(Beginning of DATA LISTING)

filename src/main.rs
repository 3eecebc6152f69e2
use clap::Parser;
use quantrisk::cli::{run, Cli};
use tracing_subscriber::{fmt, layer::SubscriberExt, util::SubscriberInitExt, EnvFilter};

fn init_logging(verbose: u8) {
    let default_level = match verbose {
        0 => "quantrisk=warn",
        1 => "quantrisk=info",
        _ => "quantrisk=debug",
    };
    let filter = EnvFilter::try_from_default_env().unwrap_or_else(|_| EnvFilter::new(default_level));

    tracing_subscriber::registry()
        .with(filter)
        .with(fmt::layer().with_writer(std::io::stderr).with_target(false))
        .init();
}

fn main() -> std::process::ExitCode {
    let cli = Cli::parse();
    init_logging(cli.verbose);
    run(cli)
}
//! Port traits the domain consumes.

pub mod config_port;
pub mod price_port;
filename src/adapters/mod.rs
//! Concrete adapter implementations for ports.

pub mod csv_adapter;
pub mod file_config_adapter;
#[cfg(feature = "sqlite")]
pub mod sqlite_adapter;
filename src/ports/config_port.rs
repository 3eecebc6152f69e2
//! Configuration access port.

pub trait ConfigPort {
    fn get_string(&self, section: &str, key: &str) -> Option<String>;
    fn get_int(&self, section: &str, key: &str, default: i64) -> i64;
    fn get_double(&self, section: &str, key: &str, default: f64) -> f64;
}
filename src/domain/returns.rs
//! Return calculation and return-distribution statistics.
//!
//! simple[i] = C[i] / C[i-1] - 1
//! log[i]    = ln(C[i] / C[i-1])
//!
//! The first price has no return, so a series of n prices yields n-1 returns
//! keyed by the later date of each pair.

use crate::domain::error::RiskError;
use crate::domain::ohlcv::PriceSeries;
use crate::domain::stats;
use chrono::NaiveDate;
use std::fmt;
use std::str::FromStr;

#[derive(Debug, Clone, Copy, PartialEq, Eq, Hash, Default)]
pub enum ReturnKind {
    Simple,
    #[default]
    Log,
}

impl fmt::Display for ReturnKind {
    fn fmt(&self, f: &mut fmt::Formatter<'_>) -> fmt::Result {
        match self {
            ReturnKind::Simple => write!(f, "simple"),
            ReturnKind::Log => write!(f, "log"),
        }
    }
}

impl FromStr for ReturnKind {
    type Err = RiskError;

    fn from_str(s: &str) -> Result<Self, Self::Err> {
        match s.trim().to_lowercase().as_str() {
            "simple" => Ok(ReturnKind::Simple),
            "log" => Ok(ReturnKind::Log),
            other => Err(RiskError::invalid_parameter(
                "return_type",
                format!("expected 'simple' or 'log', got '{other}'"),
            )),
        }
    }
}

#[derive(Debug, Clone, Copy, PartialEq)]
pub struct ReturnPoint {
    pub date: NaiveDate,
    pub value: f64,
}

#[derive(Debug, Clone, PartialEq)]
pub struct ReturnSeries {
    pub ticker: String,
    pub kind: ReturnKind,
    pub points: Vec<ReturnPoint>,
}

impl ReturnSeries {
    pub fn len(&self) -> usize {
        self.points.len()
    }

    pub fn is_empty(&self) -> bool {
        self.points.is_empty()
    }

    pub fn values(&self) -> Vec<f64> {
        self.points.iter().map(|p| p.value).collect()
    }

    pub fn dates(&self) -> Vec<NaiveDate> {
        self.points.iter().map(|p| p.date).collect()
    }
}

pub fn compute_returns(prices: &PriceSeries, kind: ReturnKind) -> Result<ReturnSeries, RiskError> {
    let ticker = prices.ticker();
    if prices.len() < 2 {
        return Err(RiskError::insufficient(
            format!("{kind} returns for {ticker}"),
            prices.len(),
            2,
        ));
    }

    let records = prices.records();
    if kind == ReturnKind::Log {
        if let Some(bad) = records.iter().find(|r| r.close <= 0.0) {
            return Err(RiskError::invalid_data(format!(
                "{ticker}: log return needs positive closes, got {} on {}",
                bad.close, bad.date
            )));
        }
    }

    let mut points = Vec::with_capacity(records.len() - 1);
    for pair in records.windows(2) {
        let (prev, curr) = (&pair[0], &pair[1]);
        if prev.close == 0.0 {
            return Err(RiskError::invalid_data(format!(
                "{ticker}: zero close on {} makes the next return undefined",
                prev.date
            )));
        }
        let ratio = curr.close / prev.close;
        let value = match kind {
            ReturnKind::Simple => ratio - 1.0,
            ReturnKind::Log => ratio.ln(),
        };
        if !value.is_finite() {
            return Err(RiskError::invalid_data(format!(
                "{ticker}: non-finite return on {}",
                curr.date
            )));
        }
        points.push(ReturnPoint {
            date: curr.date,
            value,
        });
    }

    Ok(ReturnSeries {
        ticker: ticker.to_string(),
        kind,
        points,
    })
}

/// Summary of a return distribution.
#[derive(Debug, Clone, PartialEq)]
pub struct ReturnStatistics {
    pub count: usize,
    pub mean: f64,
    /// Absent for a single observation.
    pub std: Option<f64>,
    pub min: f64,
    pub max: f64,
    pub median: f64,
    pub skewness: Option<f64>,
    pub kurtosis: Option<f64>,
    /// Historical 95% VaR (5th percentile).
    pub var_95: f64,
}

impl ReturnStatistics {
    pub fn compute(returns: &ReturnSeries) -> Result<Self, RiskError> {
        let values = returns.values();
        let insufficient = || {
            RiskError::insufficient(format!("return statistics for {}", returns.ticker), 0, 1)
        };

        Ok(ReturnStatistics {
            count: values.len(),
            mean: stats::mean(&values).ok_or_else(insufficient)?,
            std: stats::sample_std(&values),
            min: stats::min(&values).ok_or_else(insufficient)?,
            max: stats::max(&values).ok_or_else(insufficient)?,
            median: stats::median(&values).ok_or_else(insufficient)?,
            skewness: stats::skewness(&values),
            kurtosis: stats::excess_kurtosis(&values),
            var_95: stats::percentile(&values, 5.0).ok_or_else(insufficient)?,
        })
    }
}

(End of DATA LISTING)

YOUR GOAL:
Could you filter the entries above for lines holding the string "kurtosis" and copy them?

EXERCISE ANSWER:
    pub kurtosis: Option<f64>,
            kurtosis: stats::excess_kurtosis(&values),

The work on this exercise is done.